Work instruction: For the entries below, the expected answer is the line with "for col in model.paddle_x..model.paddle_x", the line with "state.ball.pos = Vec2::new(6.5, 2.5);", and every line between them, exactly as written, and nothing more.

-- Supplied records follows --

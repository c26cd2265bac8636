//! Simulation module
//!
//! All gameplay logic lives here. Nothing in this module draws or touches
//! hardware:
//! - Time only enters through `TickInput::now_ms`
//! - Physics advances in fixed steps gated by elapsed time
//! - Collision rules run in a fixed order

pub mod bricks;
pub mod collision;
pub mod paddle;
pub mod state;
pub mod tick;

pub use bricks::BrickField;
pub use collision::{Contact, PIPELINE, Resolution, StepReport, step_ball};
pub use paddle::Paddle;
pub use state::{Ball, GameEvent, GamePhase, GameState, RenderModel, Trigger};
pub use tick::{TickInput, tick};
//! Bitmap composition for the 12x8 LED matrix
//!
//! Turns a `RenderModel` into the one-byte-per-pixel frame the matrix driver
//! expects. End-of-game screens replace the playfield with an icon.

use bytemuck::{Pod, Zeroable};

use crate::consts::{BRICK_ROWS, GRID_H, GRID_W, PADDLE_ROW};
use crate::sim::{GamePhase, RenderModel};

/// Smiley shown on victory, `(row, col)`
const SMILEY: [(usize, usize); 8] = [
    (2, 3),
    (2, 8),
    (5, 3),
    (6, 4),
    (6, 5),
    (6, 6),
    (6, 7),
    (5, 8),
];

/// Cross shown on game over, `(row, col)`
const CROSS: [(usize, usize); 10] = [
    (1, 2),
    (2, 3),
    (3, 4),
    (4, 5),
    (5, 6),
    (5, 2),
    (4, 3),
    (3, 4),
    (2, 5),
    (1, 6),
];

/// Matrix bitmap indexed `[row][col]`, 1 = lit
#[derive(Debug, Clone, Copy, PartialEq, Eq, Pod, Zeroable)]
#[repr(transparent)]
pub struct Frame(pub [[u8; GRID_W]; GRID_H]);

impl Default for Frame {
    fn default() -> Self {
        Self::blank()
    }
}

impl Frame {
    /// All pixels off
    pub fn blank() -> Self {
        Self::zeroed()
    }

    #[inline]
    pub fn set(&mut self, col: usize, row: usize) {
        if row < GRID_H && col < GRID_W {
            self.0[row][col] = 1;
        }
    }

    #[inline]
    pub fn is_lit(&self, col: usize, row: usize) -> bool {
        row < GRID_H && col < GRID_W && self.0[row][col] != 0
    }

    pub fn lit_count(&self) -> usize {
        self.as_bytes().iter().filter(|&&p| p != 0).count()
    }

    /// Row-major bytes, as pushed to the matrix driver
    pub fn as_bytes(&self) -> &[u8] {
        bytemuck::bytes_of(self)
    }

    fn plot(&mut self, cells: &[(usize, usize)]) {
        for &(row, col) in cells {
            self.set(col, row);
        }
    }
}

/// Compose the frame for the current render model
pub fn compose(model: &RenderModel) -> Frame {
    let mut frame = Frame::blank();

    match model.phase {
        GamePhase::Victory => frame.plot(&SMILEY),
        GamePhase::GameOver => frame.plot(&CROSS),
        GamePhase::Waiting | GamePhase::Playing => {
            for (row, bricks) in model.bricks.iter().enumerate().take(BRICK_ROWS) {
                for (col, _) in bricks.iter().enumerate().filter(|(_, intact)| **intact) {
                    frame.set(col, row);
                }
            }

            for col in model.paddle_x..model.paddle_x + model.paddle_width {
                frame.set(col, PADDLE_ROW);
            }

            if let Some((col, row)) = model.ball {
                frame.set(col, row);
            }
        }
    }

    frame
}

/// Anything that can show a matrix frame (the LED driver, a terminal, ...)
pub trait MatrixDisplay {
    fn render_bitmap(&mut self, frame: &Frame);
}

#[cfg(test)]
mod tests {
    use super::*;
    use crate::sim::GameState;
    use crate::tuning::Tuning;
    use glam::Vec2;

    fn model(phase: GamePhase) -> RenderModel {
        let mut state = GameState::new(Tuning::default(), 0);
        state.phase = phase;
        state.paddle.x = 4;
        state.render_model()
    }

    #[test]
    fn test_blank_frame() {
        let frame = Frame::blank();
        assert_eq!(frame.lit_count(), 0);
        assert_eq!(frame.as_bytes().len(), GRID_W * GRID_H);
    }

    #[test]
    fn test_playfield() {
        let frame = compose(&model(GamePhase::Waiting));
        // 36 bricks + 3 paddle + ball
        assert_eq!(frame.lit_count(), 40);
        assert!(frame.is_lit(0, 0) && frame.is_lit(11, 2));
        assert!(!frame.is_lit(0, 3));
        assert!(frame.is_lit(4, 7) && frame.is_lit(6, 7));
        assert!(!frame.is_lit(3, 7) && !frame.is_lit(7, 7));
        assert!(frame.is_lit(6, 6));
    }

    #[test]
    fn test_destroyed_brick_is_dark() {
        let mut state = GameState::new(Tuning::default(), 0);
        state.bricks.destroy(5, 1);
        state.ball.pos = Vec2::new(0.5, 4.9);
        let frame = compose(&state.render_model());
        assert!(!frame.is_lit(5, 1));
        assert!(frame.is_lit(0, 4));
    }

    #[test]
    fn test_ball_over_brick_row() {
        let mut state = GameState::new(Tuning::default(), 0);
        state.bricks.destroy(6, 2);
        state.ball.pos = Vec2::new(6.5, 2.5);
        let frame = compose(&state.render_model());
        assert!(frame.is_lit(6, 2));
    }

    #[test]
    fn test_victory_icon() {
        let frame = compose(&model(GamePhase::Victory));
        assert_eq!(frame.lit_count(), SMILEY.len());
        assert!(frame.is_lit(3, 2) && frame.is_lit(8, 2));
        // Playfield not drawn
        assert!(!frame.is_lit(4, 7));
    }

    #[test]
    fn test_game_over_icon() {
        let frame = compose(&model(GamePhase::GameOver));
        // (3, 4) is plotted twice
        assert_eq!(frame.lit_count(), CROSS.len() - 1);
        assert!(frame.is_lit(2, 1) && frame.is_lit(6, 1));
        assert!(frame.is_lit(4, 3));
    }

    #[test]
    fn test_bytes_are_row_major() {
        let mut frame = Frame::blank();
        frame.set(1, 2);
        assert_eq!(frame.as_bytes()[2 * GRID_W + 1], 1);
    }
}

-- Supplied records concluded --

Solution:
            for col in model.paddle_x..model.paddle_x + model.paddle_width {
                frame.set(col, PADDLE_ROW);
            }

            if let Some((col, row)) = model.ball {
                frame.set(col, row);
            }
        }
    }

    frame
}

/// Anything that can show a matrix frame (the LED driver, a terminal, ...)
pub trait MatrixDisplay {
    fn render_bitmap(&mut self, frame: &Frame);
}

#[cfg(test)]
mod tests {
    use super::*;
    use crate::sim::GameState;
    use crate::tuning::Tuning;
    use glam::Vec2;

    fn model(phase: GamePhase) -> RenderModel {
        let mut state = GameState::new(Tuning::default(), 0);
        state.phase = phase;
        state.paddle.x = 4;
        state.render_model()
    }

    #[test]
    fn test_blank_frame() {
        let frame = Frame::blank();
        assert_eq!(frame.lit_count(), 0);
        assert_eq!(frame.as_bytes().len(), GRID_W * GRID_H);
    }

    #[test]
    fn test_playfield() {
        let frame = compose(&model(GamePhase::Waiting));
        // 36 bricks + 3 paddle + ball
        assert_eq!(frame.lit_count(), 40);
        assert!(frame.is_lit(0, 0) && frame.is_lit(11, 2));
        assert!(!frame.is_lit(0, 3));
        assert!(frame.is_lit(4, 7) && frame.is_lit(6, 7));
        assert!(!frame.is_lit(3, 7) && !frame.is_lit(7, 7));
        assert!(frame.is_lit(6, 6));
    }

    #[test]
    fn test_destroyed_brick_is_dark() {
        let mut state = GameState::new(Tuning::default(), 0);
        state.bricks.destroy(5, 1);
        state.ball.pos = Vec2::new(0.5, 4.9);
        let frame = compose(&state.render_model());
        assert!(!frame.is_lit(5, 1));
        assert!(frame.is_lit(0, 4));
    }

    #[test]
    fn test_ball_over_brick_row() {
        let mut state = GameState::new(Tuning::default(), 0);
        state.bricks.destroy(6, 2);
        state.ball.pos = Vec2::new(6.5, 2.5);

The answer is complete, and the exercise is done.